NYFF 2010. Sergei Loznitsa's "My Joy"

David Hudson

"My Joy is easy to follow for an hour, then unnecessarily diffuse and possibly objectionable," writes Vadim Rizov for the L. "The basic plot is as follows: Georgy (Viktor Nemets) drives a truck. He gets pulled over by leering cops busy harassing a female driver, skips away while they stare at her ass and eventually ends up in a small town, where he's conked out by locals upset he's merely hauling flour. There's a flashback (hang on), and then he re-emerges, bearded and with a gun, shooting all and sundry. End. There aren't many ways to plausibly interpret this scenario: the end conclusion is that people must die for Russia to live. Specifically, everyone who isn't a good, law-abiding middle-class Russian is probably an untrustworthy piece of shit. Anyway, the law-administering classes (as 90% of emigres will tell you) are the Communist Party rebranded, and the lower classes mainly want to slit your throat and spit vulgarly after drinking vodka. This is, precisely, the message of My Joy, and it doesn't lend itself to a whole lot of interpretation."

"Bodies, living and dead and somewhere in between, heave and collapse with horrific intensity throughout the film, the first feature by Sergei Loznitsa, a Belarus native who has been making acclaimed sociopolitical documentaries, reportedly underseen even in Eastern Europe, since 1996." Reverse Shot's Michael Koresky: "Though My Joy occasionally flirts with nonfiction conventions (surveying faces with clinical attention, allowing its camera to take in landscapes with pointed exactitude), this is a deeply allegorical work that makes sport of narrative and character in ways that perhaps only someone not enslaved to fiction traditions would dare. At once amusing in its details and frightening in its scope, My Joy is an anguished howl of social disorder.... It's a portrait of a lawless, godless social order that circumvents mere nihilism by virtue of its humane fascination with the people trapped inside it."
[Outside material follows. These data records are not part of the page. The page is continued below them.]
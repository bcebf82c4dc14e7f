//! Marker motion: position tweens and the looping pulse ring

use crate::constants;
use crate::logic::easing::{ease_cubic_in_out, progress};

/// Animated move between two screen points
#[derive(Debug, Clone, Copy, PartialEq)]
pub struct Tween {
    pub from: (f64, f64),
    pub to: (f64, f64),
    pub start_ms: f64,
    pub duration_ms: f64,
}

impl Tween {
    /// A tween that is already at rest on `at`
    pub fn settled(at: (f64, f64)) -> Self {
        Self { from: at, to: at, start_ms: 0.0, duration_ms: 0.0 }
    }

    pub fn new(from: (f64, f64), to: (f64, f64), start_ms: f64, duration_ms: f64) -> Self {
        Self { from, to, start_ms, duration_ms }
    }

    pub fn position(&self, now_ms: f64) -> (f64, f64) {
        let t = ease_cubic_in_out(progress(now_ms - self.start_ms, self.duration_ms));
        (
            self.from.0 + (self.to.0 - self.from.0) * t,
            self.from.1 + (self.to.1 - self.from.1) * t,
        )
    }

    pub fn is_settled(&self, now_ms: f64) -> bool {
        progress(now_ms - self.start_ms, self.duration_ms) >= 1.0
    }

    /// Start a new move from wherever the marker is at `now_ms`
    pub fn retarget(&self, to: (f64, f64), now_ms: f64, duration_ms: f64) -> Self {
        Self::new(self.position(now_ms), to, now_ms, duration_ms)
    }
}

/// Ring radius and opacity at a point in the pulse loop
#[derive(Debug, Clone, Copy, PartialEq)]
pub struct PulseFrame {
    pub radius: f64,
    pub opacity: f64,
}

/// Pulse state `elapsed_ms` after the ring was created.
///
/// Each period expands the ring 4 → 14 while fading 0.8 → 0, then snaps back.
pub fn pulse_at(elapsed_ms: f64) -> PulseFrame {
    let period = constants::PULSE_PERIOD_MS;
    let phase = elapsed_ms.max(0.0) % period;
    let t = ease_cubic_in_out(phase / period);
    PulseFrame {
        radius: constants::PULSE_START_RADIUS
            + (constants::PULSE_END_RADIUS - constants::PULSE_START_RADIUS) * t,
        opacity: constants::PULSE_START_OPACITY * (1.0 - t),
    }
}

/// SVG `transform` value for a marker group
pub fn translate(position: (f64, f64)) -> String {
    format!("translate({}, {})", position.0, position.1)
}

#[cfg(test)]
mod tests {
    use super::*;

    #[test]
    fn test_tween_endpoints() {
        let tween = Tween::new((0.0, 0.0), (100.0, 50.0), 1000.0, 400.0);
        assert_eq!(tween.position(1000.0), (0.0, 0.0));
        assert_eq!(tween.position(1200.0), (50.0, 25.0));
        assert_eq!(tween.position(1400.0), (100.0, 50.0));
        assert_eq!(tween.position(9000.0), (100.0, 50.0));
        assert!(!tween.is_settled(1399.0));
        assert!(tween.is_settled(1400.0));
    }

    #[test]
    fn test_settled_tween_never_moves() {
        let tween = Tween::settled((3.0, 4.0));
        assert_eq!(tween.position(0.0), (3.0, 4.0));
        assert!(tween.is_settled(0.0));
    }

    #[test]
    fn test_retarget_mid_flight() {
        let tween = Tween::new((0.0, 0.0), (100.0, 0.0), 0.0, 400.0);
        let next = tween.retarget((0.0, 0.0), 200.0, 400.0);
        assert_eq!(next.from, (50.0, 0.0));
        assert_eq!(next.position(600.0), (0.0, 0.0));
    }

    #[test]
    fn test_pulse_cycle() {
        let start = pulse_at(0.0);
        assert_eq!(start.radius, 4.0);
        assert!((start.opacity - 0.8).abs() < 1e-12);

        let middle = pulse_at(750.0);
        assert!((middle.radius - 9.0).abs() < 1e-9);
        assert!((middle.opacity - 0.4).abs() < 1e-9);

        let late = pulse_at(1499.0);
        assert!(late.radius > 13.9);
        assert!(late.opacity < 0.01);

        // resets and repeats
        assert_eq!(pulse_at(1500.0), start);
        assert_eq!(pulse_at(3000.0 + 750.0), middle);
    }

    #[test]
    fn test_translate_format() {
        assert_eq!(translate((10.5, 20.0)), "translate(10.5, 20)");
    }
}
"Cinematographer Oleg Mutu, who shot the great Romanian journey-through-medical establishment-hell drama The Death of Mr Lazarescu, stays tight and close to people, as though doing so might reveal documentary truths," writes Aaron Cutler in Slant. "The film is willing to — and very often does — shoot off into tangents to reveal these truths. The trucker quickly becomes a pretense for the movie, rather than its focus, as Loznitsa abandons him for long stretches in order to follow underage whores down a highway as they patrol for clients, or soldiers dragging a farmer off so that they can shoot him and ransack his house.... It's useful to think of some of the best pan-societal critiques from the past decade, dazzling films like Code Unknown, The Circle, and even Lazarescu, in which we roam across a culture with a small group of recurring characters.... If the aforementioned films are arguments, then My Joy is a list. Loznitsa's documentaries are mainly compilations of archival footage, so it makes sense that his first fiction film is also essentially a compilation, an array of dynamic, aggressive bits rather than one coherent text."


More from David Fear (Time Out New York) and Elise Nakhnikian (House Next Door). As Nigel M Smith reports for indieWIRE, My Joy has been picked up for US distribution by Kino International.

 




Earlier: Reviews from Cannes, where Daniel Kasman noted that the film's "wavelength is less structural than physical, weighted, anecdote based." And the other day, Ignatiy Vishnevetsky spoke with Loznitsa "about his background as a documentary filmmaker, about his next feature, about the presence of a couple of prominent Romanian New Wave figures in his film."